The third goal is “winning hearts and minds” by addressing the economic, medical, political, and social needs of the local population. Echoing Lawrence in the quote heading this chapter, Field Marshal Walter Templer said that “the shooting side of the business is only 25 percent…the other 75 percent lies in getting the people of [British Malaya] behind us.” At the local level, the regulars must become a welcome presence by developing personal relationships, learning the language, respecting the culture, providing medical care, and helping to improve the local infrastructure, At the national level, it means identifying and working to reduce any grievances against the government that make the population sympathetic to guerrilla promises, and winning the propaganda battle. Apart from the practical difficulties of carrying out the strategy, it assumes, sometimes wrongly, that the population will turn against the insurgents for economic incentives.

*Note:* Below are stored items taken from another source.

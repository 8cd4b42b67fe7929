//! End-to-end statistical tests of the simulation and estimation pipeline.
//!
//! These run moderate Monte Carlo batches and compare empirical tail CDFs
//! against the closed-form Rayleigh crest reference. Tolerances account for
//! two effects on top of Monte Carlo noise:
//!
//! - the reference counts waves per sea state as `T / Tp`, while the
//!   synthesized Gaussian surface crosses zero at the (shorter) mean
//!   zero-crossing period, so the reference slightly undercounts crests;
//! - conditioned short records superpose a focused crest on the background
//!   fluctuation, which adds roughly one extra effective crest per block.
//!
//! Both effects shift the compared CDFs by well under the asserted bands in
//! the bulk of the distribution.

use wavesim_core::{
    extrapolate_cdf, rayleigh_pdf, rayleigh_reference, CrestDistEst, DepthGrid, FrequencyGrid,
    LoadDistEst, MorisonCoeffs, SeaState, SpectrumModel, TimeGrid, UniformCrestProposal,
};

const HS: f64 = 25.0;
const TP: f64 = 12.0;
const SEED: u64 = 12345;

fn sea_state_for(time: &TimeGrid) -> SeaState {
    let grid = FrequencyGrid::for_record(time);
    SeaState::new(SpectrumModel::jonswap(HS, TP).unwrap(), grid).unwrap()
}

fn threshold_grid() -> Vec<f64> {
    // evaluation points on [0, 2 Hs], as the estimators are typically read
    (0..100).map(|i| i as f64 * 2.0 * HS / 99.0).collect()
}

#[test]
fn crude_crest_cdf_tracks_rayleigh_reference_in_bulk() {
    // 400 twenty-minute sea states; reference is the single-crest Rayleigh
    // law raised to the waves-per-state power
    let time = TimeGrid::new(1200.0, 4.0).unwrap();
    let sea_state = sea_state_for(&time);
    let waves_per_state = 1200.0 / TP;

    let est = CrestDistEst::new(sea_state, time, 400, SEED).unwrap();
    let population = est.run().unwrap();
    assert_eq!(population.len(), 400);
    assert_eq!(population.skipped(), 0);

    let thresholds = threshold_grid();
    let cdf = population.crude_cdf(&thresholds).unwrap();
    let reference = rayleigh_reference(&thresholds, HS, waves_per_state);

    let mut checked = 0;
    for i in 0..thresholds.len() {
        if reference[i] < 0.05 || reference[i] > 0.95 || cdf[i].is_nan() {
            continue;
        }
        checked += 1;
        assert!(
            (cdf[i] - reference[i]).abs() < 0.2,
            "x={}: crude {} vs reference {}",
            thresholds[i],
            cdf[i],
            reference[i]
        );
    }
    assert!(checked > 5, "bulk comparison window was empty");
}

#[test]
fn importance_sampling_reaches_the_tail_with_fewer_samples() {
    // 300 two-minute conditioned records, crest heights uniform on
    // [0, 2] * Hs, reweighted to the Rayleigh crest law and extrapolated to
    // one hour; compared against the Rayleigh reference and against the
    // reach of a same-size crude estimator
    let n = 300;

    let short_time = TimeGrid::new(120.0, 4.0).unwrap();
    let short_sea = sea_state_for(&short_time);
    let proposal = UniformCrestProposal::new(0.0, 2.0, HS).unwrap();

    let conditioned = CrestDistEst::new(short_sea, short_time, n, SEED)
        .unwrap()
        .run_conditioned(&proposal)
        .unwrap();
    assert_eq!(conditioned.len(), n);

    let thresholds = threshold_grid();
    let is_short_cdf = conditioned
        .importance_cdf(
            &thresholds,
            |c| rayleigh_pdf(c, HS),
            |c| proposal.density(c),
        )
        .unwrap();

    // two-minute blocks to one hour
    let blocks_per_hour = 3600.0 / 120.0;
    let is_hour_cdf = extrapolate_cdf(&is_short_cdf, blocks_per_hour).unwrap();
    let reference = rayleigh_reference(&thresholds, HS, 3600.0 / TP);

    let mut checked = 0;
    for i in 0..thresholds.len() {
        if reference[i] < 0.05 || reference[i] > 0.95 || is_hour_cdf[i].is_nan() {
            continue;
        }
        checked += 1;
        assert!(
            (is_hour_cdf[i] - reference[i]).abs() < 0.25,
            "x={}: importance-sampled {} vs reference {}",
            thresholds[i],
            is_hour_cdf[i],
            reference[i]
        );
    }
    assert!(checked > 5, "bulk comparison window was empty");

    // the crude estimator with the same sample count runs out of data where
    // the conditioned population still resolves the tail
    let crude_time = TimeGrid::new(1200.0, 4.0).unwrap();
    let crude = CrestDistEst::new(sea_state_for(&crude_time), crude_time, n, SEED)
        .unwrap()
        .run()
        .unwrap();
    let crude_cdf = crude.crude_cdf(&thresholds).unwrap();

    let crude_reach = crude_cdf.iter().filter(|p| !p.is_nan()).count();
    let is_reach = is_hour_cdf.iter().filter(|p| !p.is_nan()).count();
    assert!(
        is_reach > crude_reach,
        "conditioned sampling should resolve more of the threshold grid: {} vs {}",
        is_reach,
        crude_reach
    );

    // and the valid importance-sampled tail keeps decaying monotonically
    let mut last = 1.0;
    for &p in is_hour_cdf.iter().filter(|p| !p.is_nan()) {
        let exceedance = 1.0 - p;
        assert!((0.0..=1.0).contains(&p), "CDF out of range: {}", p);
        assert!(exceedance <= last + 1e-12);
        last = exceedance;
    }
}

#[test]
fn conditioned_and_unconditional_estimators_agree_in_the_bulk() {
    // same short records, proposal equal to target: weights collapse and the
    // importance CDF must equal the crude CDF of the same population
    let time = TimeGrid::new(120.0, 4.0).unwrap();
    let sea_state = sea_state_for(&time);
    let proposal = UniformCrestProposal::new(0.0, 2.0, HS).unwrap();

    let population = CrestDistEst::new(sea_state, time, 100, SEED)
        .unwrap()
        .run_conditioned(&proposal)
        .unwrap();

    let thresholds = threshold_grid();
    let crude = population.crude_cdf(&thresholds).unwrap();
    let is_cdf = population
        .importance_cdf(&thresholds, |c| proposal.density(c), |c| proposal.density(c))
        .unwrap();
    for i in 0..thresholds.len() {
        if crude[i].is_nan() {
            assert!(is_cdf[i].is_nan());
        } else {
            assert!(
                (crude[i] - is_cdf[i]).abs() < 1e-12,
                "x={}: {} vs {}",
                thresholds[i],
                crude[i],
                is_cdf[i]
            );
        }
    }
}

#[test]
fn load_pipeline_produces_consistent_base_shear_tails() {
    // full pipeline over a 100 m water column: synthesis, Morison loads,
    // depth-integrated maxima, tail CDF
    let time = TimeGrid::new(120.0, 4.0).unwrap();
    let sea_state = sea_state_for(&time);
    let depths = DepthGrid::new(-100.0, 50.0, 50).unwrap();
    let coeffs = MorisonCoeffs::cylinder(1025.0, 1.0, 2.0, 5.0).unwrap();

    let est = LoadDistEst::new(sea_state, time, depths, coeffs, 50, SEED).unwrap();
    let population = est.run().unwrap();
    assert_eq!(population.len(), 50);
    assert_eq!(population.skipped(), 0);

    let maxima = population.maxima();
    assert!(maxima.iter().all(|m| m.is_finite() && *m > 0.0));

    // base-shear maxima for a 25 m sea over a 5 m member are meganewton
    // scale, not newtons or giganewtons
    let mean = maxima.iter().sum::<f64>() / maxima.len() as f64;
    assert!(
        mean > 0.1 && mean < 1e4,
        "mean maximum base shear {} MN is implausible",
        mean
    );

    // CDF over the observed range behaves like a distribution function
    let lo = maxima.iter().cloned().fold(f64::INFINITY, f64::min);
    let hi = maxima.iter().cloned().fold(f64::NEG_INFINITY, f64::max);
    let thresholds: Vec<f64> = (0..50)
        .map(|i| lo + (hi - lo) * i as f64 / 49.0)
        .collect();
    let cdf = population.crude_cdf(&thresholds).unwrap();
    let mut prev = 0.0;
    for &p in cdf.iter().filter(|p| !p.is_nan()) {
        assert!(p >= prev - 1e-12, "CDF not monotone: {} after {}", p, prev);
        prev = p;
    }
}

#[test]
fn batches_reproduce_bit_identically() {
    let time = TimeGrid::new(120.0, 4.0).unwrap();
    let sea_state = sea_state_for(&time);
    let est = CrestDistEst::new(sea_state, time, 32, SEED).unwrap();
    let a = est.run().unwrap();
    let b = est.run().unwrap();
    assert_eq!(a.maxima(), b.maxima());

    let proposal = UniformCrestProposal::new(0.0, 2.0, HS).unwrap();
    let c = est.run_conditioned(&proposal).unwrap();
    let d = est.run_conditioned(&proposal).unwrap();
    assert_eq!(c.maxima(), d.maxima());
}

Some values, such as nationalism and religion, are very real, and insurgents often have close relatives among the general population.These three goals are pursued simultaneously, not sequentially. As the campaign progresses, the troops can take further steps in each area. Among them are preventing food and weapons getting into guerrilla hands, obtaining intelligence on the location of guerrilla units, and identifying their agents and sympathizers, leading in turn to effective attacks and arrests. Once guerrillas are forced onto the defensive, the government can further weaken the insurgents with amnesty, education, and resettlement programs while offering rewards for information leading to the arrest of guerrilla leaders accused of crimes such as arson and murder. These methods are manpower intensive, success requiring ratios of troops to guerrillas ranging from 10:1 for the French in Algeria to 30:1 for the British in Malaya.
The level of effort a particular anti-guerrilla war requires is, to paraphrase French Premier Clemenceau, too important to leave to the generals. That decision goes beyond whether victory is likely to what tactics and at what cost in lives and money. The national leadership must dispassionately assess such additional issues as the impact of war on national interests and obligations, geostrategic considerations, what other threats the military will have to meet elsewhere at the same time, and foreseeable unintended consequences of intervention.